[Items from a dataset]

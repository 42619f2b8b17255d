//! Filesystem inspection engine for tsinspect.
//!
//! This crate walks a directory tree with jwalk, probes the timestamps of
//! every file and directory, and aggregates the entries that fall inside a
//! time window.
//!
//! # Overview
//!
//! - **Pre-order walk** yielding each directory with its files
//! - **Parallel probes** on a bounded rayon pool
//! - **Upward aggregation** of the newest match per directory
//! - **Progress updates** via broadcast channels
//! - **Cancellation** between directories
//!
//! # Example
//!
//! ```rust,no_run
//! use std::time::{Duration, SystemTime};
//! use tsinspect_scan::{InspectConfig, Inspector};
//!
//! let config = InspectConfig::new("/path/to/scan")
//!     .with_end(SystemTime::now())
//!     .with_window(Duration::from_secs(180));
//! let inspector = Inspector::new(config)
//!     .unwrap()
//!     .on_error(|path, err| eprintln!("{err:?} {}", path.display()));
//! let report = inspector.inspect();
//!
//! for (path, stamp) in report.modified().sorted() {
//!     println!("{path} : {stamp:?}");
//! }
//! ```
//!
//! # Progress Monitoring
//!
//! ```rust,no_run
//! use tsinspect_scan::{InspectConfig, Inspector};
//!
//! # let config = InspectConfig::new(".");
//! let inspector = Inspector::new(config).unwrap();
//! let mut progress_rx = inspector.subscribe();
//!
//! std::thread::spawn(move || {
//!     while let Ok(progress) = progress_rx.blocking_recv() {
//!         println!("Probed {} entries", progress.entries_probed);
//!     }
//! });
//! ```

mod inspector;
mod probe;
mod progress;
mod walker;

pub use inspector::Inspector;
pub use probe::{FsProbe, StatProbe};
pub use progress::{CancelFlag, InspectProgress};
pub use walker::{PathWalker, WalkStep};

// Re-export core types for convenience
pub use tsinspect_core::{
    AggregateMap, Aggregator, Classification, InspectConfig, InspectError, InspectReport,
    InspectStats, ProbeError, ProbeErrorKind, TimeWindow, TimestampKind, TimestampRecord,
};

**WHAT NEEDS TO BE DONE**
Count the lines in the entries above where the string "Duration" shows up, and give that number only.

**SOLUTION FOR THIS TASK**
2